*** Records provided ***

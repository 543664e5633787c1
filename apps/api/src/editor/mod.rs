// Editing operations on a ResumeData value.
// Every function takes the current aggregate by reference and returns a new one;
// nothing is mutated in place, so a concurrent reader never sees a half-applied edit.

pub mod handlers;
pub mod profile_image;
pub mod validation;

use serde::Deserialize;
use uuid::Uuid;

use crate::models::{
    Certification, Education, Experience, Language, PersonalInfo, ResumeData, Skill, SkillLevel,
    TemplateKind,
};
use crate::style::{ColorScheme, FontChoice};

pub use profile_image::{accept_profile_image, ImageError};
pub use validation::{
    CertificationDraft, EducationDraft, ExperienceDraft, LanguageDraft, SkillDraft,
    ValidationError,
};

/// List items addressable by their id.
pub trait HasId {
    fn id(&self) -> &str;
}

macro_rules! impl_has_id {
    ($($ty:ty),*) => {
        $(impl HasId for $ty {
            fn id(&self) -> &str {
                &self.id
            }
        })*
    };
}

impl_has_id!(Experience, Education, Skill, Language, Certification);

fn new_id() -> String {
    Uuid::new_v4().to_string()
}

fn appended<T: Clone>(items: &[T], item: T) -> Vec<T> {
    let mut out = items.to_vec();
    out.push(item);
    out
}

fn without<T: HasId + Clone>(items: &[T], id: &str) -> Vec<T> {
    items.iter().filter(|i| i.id() != id).cloned().collect()
}

fn map_item<T: HasId + Clone>(items: &[T], id: &str, f: impl Fn(&mut T)) -> Vec<T> {
    items
        .iter()
        .map(|item| {
            let mut item = item.clone();
            if item.id() == id {
                f(&mut item);
            }
            item
        })
        .collect()
}

fn optional(s: Option<String>) -> Option<String> {
    s.filter(|v| !v.trim().is_empty())
}

// ────────────────────────────────────────────────────────────────────────────
// Experience
// ────────────────────────────────────────────────────────────────────────────

pub fn add_experience(data: &ResumeData, draft: ExperienceDraft) -> Result<ResumeData, ValidationError> {
    validation::validate_experience(&draft)?;
    let experience = Experience {
        id: new_id(),
        company: draft.company,
        position: draft.position,
        start_date: draft.start_date,
        end_date: if draft.current { String::new() } else { draft.end_date },
        current: draft.current,
        description: draft.description,
        achievements: draft
            .achievements
            .into_iter()
            .filter(|a| !a.trim().is_empty())
            .collect(),
    };
    Ok(data.with_experiences(appended(&data.experiences, experience)))
}

pub fn remove_experience(data: &ResumeData, id: &str) -> ResumeData {
    data.with_experiences(without(&data.experiences, id))
}

/// Toggling to `current` clears the end date.
pub fn set_experience_current(data: &ResumeData, id: &str, current: bool) -> ResumeData {
    data.with_experiences(map_item(&data.experiences, id, |e| {
        e.current = current;
        if current {
            e.end_date.clear();
        }
    }))
}

/// Ignored while the entry is marked current.
pub fn set_experience_end_date(data: &ResumeData, id: &str, end_date: &str) -> ResumeData {
    data.with_experiences(map_item(&data.experiences, id, |e| {
        if !e.current {
            e.end_date = end_date.to_string();
        }
    }))
}

// ────────────────────────────────────────────────────────────────────────────
// Education
// ────────────────────────────────────────────────────────────────────────────

pub fn add_education(data: &ResumeData, draft: EducationDraft) -> Result<ResumeData, ValidationError> {
    validation::validate_education(&draft)?;
    let education = Education {
        id: new_id(),
        institution: draft.institution,
        degree: draft.degree,
        field: draft.field,
        start_date: draft.start_date,
        end_date: if draft.current { String::new() } else { draft.end_date },
        current: draft.current,
        description: optional(draft.description),
    };
    Ok(data.with_education(appended(&data.education, education)))
}

pub fn remove_education(data: &ResumeData, id: &str) -> ResumeData {
    data.with_education(without(&data.education, id))
}

pub fn set_education_current(data: &ResumeData, id: &str, current: bool) -> ResumeData {
    data.with_education(map_item(&data.education, id, |e| {
        e.current = current;
        if current {
            e.end_date.clear();
        }
    }))
}

pub fn set_education_end_date(data: &ResumeData, id: &str, end_date: &str) -> ResumeData {
    data.with_education(map_item(&data.education, id, |e| {
        if !e.current {
            e.end_date = end_date.to_string();
        }
    }))
}

// ────────────────────────────────────────────────────────────────────────────
// Skills, languages, certifications
// ────────────────────────────────────────────────────────────────────────────

pub fn add_skill(data: &ResumeData, draft: SkillDraft) -> Result<ResumeData, ValidationError> {
    validation::validate_skill(&draft)?;
    let skill = Skill {
        id: new_id(),
        name: draft.name,
        level: SkillLevel::new(draft.level),
    };
    Ok(data.with_skills(appended(&data.skills, skill)))
}

pub fn remove_skill(data: &ResumeData, id: &str) -> ResumeData {
    data.with_skills(without(&data.skills, id))
}

pub fn set_skill_level(data: &ResumeData, id: &str, level: i64) -> ResumeData {
    data.with_skills(map_item(&data.skills, id, |s| s.level = SkillLevel::new(level)))
}

pub fn add_language(data: &ResumeData, draft: LanguageDraft) -> Result<ResumeData, ValidationError> {
    validation::validate_language(&draft)?;
    let language = Language {
        id: new_id(),
        name: draft.name,
        level: draft.level,
    };
    Ok(data.with_languages(appended(&data.languages, language)))
}

pub fn remove_language(data: &ResumeData, id: &str) -> ResumeData {
    data.with_languages(without(&data.languages, id))
}

pub fn add_certification(
    data: &ResumeData,
    draft: CertificationDraft,
) -> Result<ResumeData, ValidationError> {
    validation::validate_certification(&draft)?;
    let certification = Certification {
        id: new_id(),
        name: draft.name,
        issuer: draft.issuer,
        date: draft.date,
        expiry: optional(draft.expiry),
    };
    Ok(data.with_certifications(appended(&data.certifications, certification)))
}

pub fn remove_certification(data: &ResumeData, id: &str) -> ResumeData {
    data.with_certifications(without(&data.certifications, id))
}

// ────────────────────────────────────────────────────────────────────────────
// Personal info and settings
// ────────────────────────────────────────────────────────────────────────────

pub fn update_personal_info(data: &ResumeData, info: PersonalInfo) -> ResumeData {
    data.with_personal_info(info)
}

/// Sets or clears the inline profile image.
pub fn set_profile_image(data: &ResumeData, image: Option<String>) -> ResumeData {
    data.with_personal_info(PersonalInfo {
        profile_image: image,
        ..data.personal_info.clone()
    })
}

/// Partial settings update from the template / color / font / language pickers.
#[derive(Debug, Clone, Default, Deserialize)]
#[serde(rename_all = "camelCase", default)]
pub struct SettingsPatch {
    pub template: Option<TemplateKind>,
    pub color_scheme: Option<ColorScheme>,
    pub font: Option<FontChoice>,
    pub language: Option<String>,
}

pub fn update_settings(data: &ResumeData, patch: SettingsPatch) -> ResumeData {
    let mut settings = data.settings.clone();
    if let Some(template) = patch.template {
        settings.template = template;
    }
    if let Some(scheme) = patch.color_scheme {
        settings.color_scheme = scheme;
    }
    if let Some(font) = patch.font {
        settings.font = font;
    }
    if let Some(language) = patch.language {
        settings.language = Some(language);
    }
    data.with_settings(settings)
}

#[cfg(test)]
mod tests {
    use super::*;
    use crate::models::Proficiency;
    use crate::style::color_scheme;

    fn acme_engineer(current: bool) -> ExperienceDraft {
        ExperienceDraft {
            company: "Acme".into(),
            position: "Engineer".into(),
            start_date: "Jan 2022".into(),
            end_date: "Dec 2023".into(),
            current,
            achievements: vec!["Shipped v2".into(), "  ".into(), String::new()],
            ..Default::default()
        }
    }

    #[test]
    fn test_add_current_experience_has_blank_end_date() {
        let data = add_experience(&ResumeData::default(), acme_engineer(true)).unwrap();
        assert_eq!(data.experiences.len(), 1);
        let exp = &data.experiences[0];
        assert!(exp.current);
        assert!(exp.end_date.is_empty());
        assert_eq!(exp.achievements, vec!["Shipped v2".to_string()]);
    }

    #[test]
    fn test_invalid_experience_adds_nothing() {
        let draft = ExperienceDraft {
            position: "Engineer".into(),
            ..Default::default()
        };
        let base = ResumeData::default();
        assert_eq!(
            add_experience(&base, draft),
            Err(ValidationError::MissingExperienceFields)
        );
        assert!(base.experiences.is_empty());
    }

    #[test]
    fn test_ids_are_unique_per_list() {
        let mut data = ResumeData::default();
        for _ in 0..3 {
            data = add_experience(&data, acme_engineer(false)).unwrap();
        }
        let mut ids: Vec<_> = data.experiences.iter().map(|e| e.id.clone()).collect();
        ids.sort();
        ids.dedup();
        assert_eq!(ids.len(), 3);
    }

    #[test]
    fn test_toggle_current_clears_then_accepts_new_end_date() {
        let data = add_experience(&ResumeData::default(), acme_engineer(false)).unwrap();
        let id = data.experiences[0].id.clone();
        assert_eq!(data.experiences[0].end_date, "Dec 2023");

        let data = set_experience_current(&data, &id, true);
        assert!(data.experiences[0].end_date.is_empty());

        // Ignored while current.
        let data = set_experience_end_date(&data, &id, "Mar 2024");
        assert!(data.experiences[0].end_date.is_empty());

        let data = set_experience_current(&data, &id, false);
        let data = set_experience_end_date(&data, &id, "Mar 2024");
        assert!(!data.experiences[0].current);
        assert_eq!(data.experiences[0].end_date, "Mar 2024");
    }

    #[test]
    fn test_education_toggle_mirrors_experience() {
        let draft = EducationDraft {
            institution: "EPFL".into(),
            degree: "MSc".into(),
            end_date: "2020".into(),
            description: Some(" ".into()),
            ..Default::default()
        };
        let data = add_education(&ResumeData::default(), draft).unwrap();
        assert_eq!(data.education[0].description, None);
        let id = data.education[0].id.clone();
        let data = set_education_current(&data, &id, true);
        assert!(data.education[0].current);
        assert!(data.education[0].end_date.is_empty());
    }

    #[test]
    fn test_skill_level_is_clamped_at_boundary() {
        let data = add_skill(
            &ResumeData::default(),
            SkillDraft {
                name: "Rust".into(),
                level: 42,
            },
        )
        .unwrap();
        assert_eq!(data.skills[0].level.get(), 5);
        let id = data.skills[0].id.clone();
        let data = set_skill_level(&data, &id, -1);
        assert_eq!(data.skills[0].level.get(), 1);
    }

    #[test]
    fn test_remove_unknown_id_is_a_no_op() {
        let data = add_language(
            &ResumeData::default(),
            LanguageDraft {
                name: "English".into(),
                level: Proficiency::Fluent,
            },
        )
        .unwrap();
        assert_eq!(remove_language(&data, "nope"), data);
        let id = data.languages[0].id.clone();
        assert!(remove_language(&data, &id).languages.is_empty());
    }

    #[test]
    fn test_certification_blank_expiry_is_absent() {
        let data = add_certification(
            &ResumeData::default(),
            CertificationDraft {
                name: "CKA".into(),
                issuer: "CNCF".into(),
                date: "2023".into(),
                expiry: Some(String::new()),
            },
        )
        .unwrap();
        assert_eq!(data.certifications[0].expiry, None);
    }

    #[test]
    fn test_update_settings_only_touches_given_fields() {
        let base = ResumeData::default();
        let data = update_settings(
            &base,
            SettingsPatch {
                template: Some(TemplateKind::Creative),
                color_scheme: Some(color_scheme("green")),
                ..Default::default()
            },
        );
        assert_eq!(data.settings.template, TemplateKind::Creative);
        assert_eq!(data.settings.color_scheme.primary, "#10B981");
        assert_eq!(data.settings.font, base.settings.font);
        assert_eq!(data.settings.language, base.settings.language);
    }

    #[test]
    fn test_set_profile_image_preserves_other_personal_fields() {
        let base = ResumeData::default().with_personal_info(PersonalInfo {
            first_name: "Ada".into(),
            ..Default::default()
        });
        let data = set_profile_image(&base, Some("data:image/png;base64,AAAA".into()));
        assert_eq!(data.personal_info.first_name, "Ada");
        assert!(data.personal_info.profile_image.is_some());
        let data = set_profile_image(&data, None);
        assert!(data.personal_info.profile_image.is_none());
    }
}
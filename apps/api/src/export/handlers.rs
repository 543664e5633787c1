use std::sync::Arc;

use axum::{
    extract::State,
    http::header,
    response::{IntoResponse, Response},
    Json,
};
use chrono::Utc;
use serde::Deserialize;

use crate::errors::AppError;
use crate::export::{content_disposition, export_filename, export_surface, ExportError};
use crate::i18n::{t, Key, Locale};
use crate::models::ResumeData;
use crate::render::{render_resume, Surface, SurfaceHandle};
use crate::state::AppState;

#[derive(Debug, Deserialize)]
pub struct ExportRequest {
    /// Used for the file name and document title only.
    pub resume: ResumeData,
    pub handle: SurfaceHandle,
}

/// POST /api/v1/export
pub async fn handle_export(
    State(state): State<AppState>,
    Json(req): Json<ExportRequest>,
) -> Result<Response, AppError> {
    let locale = req.resume.settings.locale_or(state.config.default_locale);
    let surface = state
        .surfaces
        .get(&req.handle)
        .ok_or_else(|| localized(ExportError::SurfaceNotFound, locale))?;
    export(&state, &req.resume, surface, locale).await
}

/// POST /api/v1/export/direct
pub async fn handle_export_direct(
    State(state): State<AppState>,
    Json(data): Json<ResumeData>,
) -> Result<Response, AppError> {
    let locale = data.settings.locale_or(state.config.default_locale);
    let surface = Arc::new(render_resume(&data, state.config.default_locale));
    export(&state, &data, surface, locale).await
}

async fn export(
    state: &AppState,
    data: &ResumeData,
    surface: Arc<Surface>,
    locale: Locale,
) -> Result<Response, AppError> {
    let filename = export_filename(&data.personal_info, Utc::now().date_naive());
    let title = format!("CV {}", data.personal_info.full_name()).trim().to_string();
    let pdf = export_surface(state.rasterizer.clone(), surface, title)
        .await
        .map_err(|e| localized(e, locale))?;
    tracing::info!(
        %filename,
        width = pdf.width_px,
        height = pdf.height_px,
        bytes = pdf.bytes.len(),
        "resume exported"
    );
    Ok((
        [
            (header::CONTENT_TYPE, "application/pdf".to_string()),
            (header::CONTENT_DISPOSITION, content_disposition(&filename)),
        ],
        pdf.bytes,
    )
        .into_response())
}

/// User-facing message for an export failure; the cause goes to the log.
fn localized(err: ExportError, locale: Locale) -> AppError {
    match err {
        ExportError::SurfaceNotFound => AppError::SurfaceNotFound(t(locale, Key::SurfaceMissing).to_string()),
        ExportError::Rasterize(ref cause) | ExportError::Pdf(ref cause) => {
            tracing::warn!(%cause, "export failed");
            AppError::Rasterization(t(locale, Key::ExportFailed).to_string())
        }
        other => other.into(),
    }
}
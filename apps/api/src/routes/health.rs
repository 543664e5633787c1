use axum::Json;
use serde_json::{json, Value};

/// GET /health
/// Returns a simple status object with service version.
pub async fn health_handler() -> Json<Value> {
    Json(json!({
        "status": "ok",
        "version": env!("CARGO_PKG_VERSION"),
        "service": "cvfacile-api"
    }))
}
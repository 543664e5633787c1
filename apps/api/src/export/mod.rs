//! PDF export: rasterize a rendered surface at 2x, then wrap the raster in an
//! A4 document.
//!
//! # Cancellation
//! `export_surface` is not cancellable. Once the blocking worker starts it runs
//! to completion; dropping the returned future only discards the result.

pub mod filename;
pub mod handlers;
pub mod pdf;
pub mod raster;

use std::sync::Arc;

use thiserror::Error;

use crate::render::Surface;

pub use filename::{content_disposition, export_filename};
pub use raster::Rasterizer;

#[derive(Debug, Error)]
pub enum ExportError {
    #[error("no rendered surface for this handle")]
    SurfaceNotFound,

    #[error("rasterization failed: {0}")]
    Rasterize(String),

    #[error("pdf assembly failed: {0}")]
    Pdf(String),

    #[error("export worker failed: {0}")]
    Worker(String),
}

/// A finished export.
#[derive(Debug, Clone)]
pub struct ExportedPdf {
    pub bytes: Vec<u8>,
    pub width_px: u32,
    pub height_px: u32,
}

/// Synchronous pipeline: measure, rasterize, paginate, encode.
pub fn export_blocking(
    rasterizer: &Rasterizer,
    surface: &Surface,
    title: &str,
) -> Result<ExportedPdf, ExportError> {
    let raster = rasterizer.rasterize(surface)?;
    let (width_px, height_px) = raster.dimensions();
    let bytes = pdf::build_pdf(&raster, title)?;
    Ok(ExportedPdf {
        bytes,
        width_px,
        height_px,
    })
}

/// Runs the pipeline on a blocking worker.
pub async fn export_surface(
    rasterizer: Arc<Rasterizer>,
    surface: Arc<Surface>,
    title: String,
) -> Result<ExportedPdf, ExportError> {
    // CPU-bound: rasterization and JPEG encoding must stay off the async executor.
    tokio::task::spawn_blocking(move || export_blocking(&rasterizer, &surface, &title))
        .await
        .map_err(|e| ExportError::Worker(e.to_string()))?
}
//! Greedy word wrapping against shaped widths of the bundled faces.

use crate::layout::font_metrics::{FontFamily, FontWeight};

/// Breaks `text` into lines no wider than `max_width_px`.
///
/// Explicit newlines always break. A single word wider than the line is split
/// at character boundaries so nothing overflows the column. Blank input yields
/// no lines.
pub fn wrap_text(
    text: &str,
    family: FontFamily,
    weight: FontWeight,
    size_px: f32,
    max_width_px: f32,
) -> Vec<String> {
    let space_w = family.measure_px(" ", size_px, weight);
    let mut lines = Vec::new();

    for paragraph in text.lines() {
        let mut current = String::new();
        let mut current_width = 0.0_f32;

        for word in paragraph.split_whitespace() {
            let word_w = family.measure_px(word, size_px, weight);

            if word_w > max_width_px {
                if !current.is_empty() {
                    lines.push(std::mem::take(&mut current));
                }
                let mut pieces = split_long_word(word, family, weight, size_px, max_width_px);
                let last = pieces.pop().unwrap_or_default();
                lines.extend(pieces);
                current_width = family.measure_px(&last, size_px, weight);
                current = last;
                continue;
            }

            if current.is_empty() {
                current.push_str(word);
                current_width = word_w;
            } else if current_width + space_w + word_w > max_width_px {
                lines.push(std::mem::replace(&mut current, word.to_string()));
                current_width = word_w;
            } else {
                current.push(' ');
                current.push_str(word);
                current_width += space_w + word_w;
            }
        }

        if !current.is_empty() {
            lines.push(current);
        }
    }
    lines
}

fn split_long_word(
    word: &str,
    family: FontFamily,
    weight: FontWeight,
    size_px: f32,
    max_width_px: f32,
) -> Vec<String> {
    let mut pieces = Vec::new();
    let mut piece = String::new();
    for c in word.chars() {
        let mut candidate = piece.clone();
        candidate.push(c);
        if !piece.is_empty() && family.measure_px(&candidate, size_px, weight) > max_width_px {
            pieces.push(std::mem::take(&mut piece));
            piece.push(c);
        } else {
            piece = candidate;
        }
    }
    if !piece.is_empty() {
        pieces.push(piece);
    }
    pieces
}

#[cfg(test)]
mod tests {
    use super::*;

    fn wrap(text: &str, width: f32) -> Vec<String> {
        wrap_text(text, FontFamily::JetBrainsMono, FontWeight::Regular, 10.0, width)
    }

    #[test]
    fn test_empty_text_has_no_lines() {
        assert!(wrap("", 100.0).is_empty());
        assert!(wrap("   ", 100.0).is_empty());
    }

    #[test]
    fn test_short_text_stays_on_one_line() {
        assert_eq!(wrap("hello world", 200.0), vec!["hello world"]);
    }

    #[test]
    fn test_wraps_at_word_boundaries() {
        // Mono at 10px: 6.02px per char. 60px fits 9 chars.
        assert_eq!(wrap("aaaa bbbb cccc", 60.0), vec!["aaaa bbbb", "cccc"]);
    }

    #[test]
    fn test_newlines_force_breaks() {
        assert_eq!(wrap("one\ntwo", 500.0), vec!["one", "two"]);
    }

    #[test]
    fn test_overlong_word_is_split() {
        let lines = wrap("abcdefghijkl", 31.0);
        assert_eq!(lines, vec!["abcde", "fghij", "kl"]);
    }

    #[test]
    fn test_words_after_split_continue_on_last_piece() {
        let lines = wrap("abcdefg hi", 31.0);
        assert_eq!(lines, vec!["abcde", "fg hi"]);
    }

    #[test]
    fn test_wrapped_lines_fit_when_shaped_whole() {
        let text = "Conception et développement d'une plateforme de facturation \
                    utilisée par plus de deux cents entreprises clientes";
        for family in [FontFamily::Inter, FontFamily::EbGaramond] {
            for line in wrap_text(text, family, FontWeight::Regular, 14.0, 220.0) {
                let width = family.measure_px(&line, 14.0, FontWeight::Regular);
                assert!(width <= 220.5, "{line:?} is {width}px");
            }
        }
    }
}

*** End of Records provided ***

• [What the exercise asks]:
Filter the records above for lines with "Debug".

• [Solution]:
#[derive(Debug, Clone, Default, Deserialize)]
#[derive(Debug, Deserialize)]
#[derive(Debug, Error)]
#[derive(Debug, Clone)]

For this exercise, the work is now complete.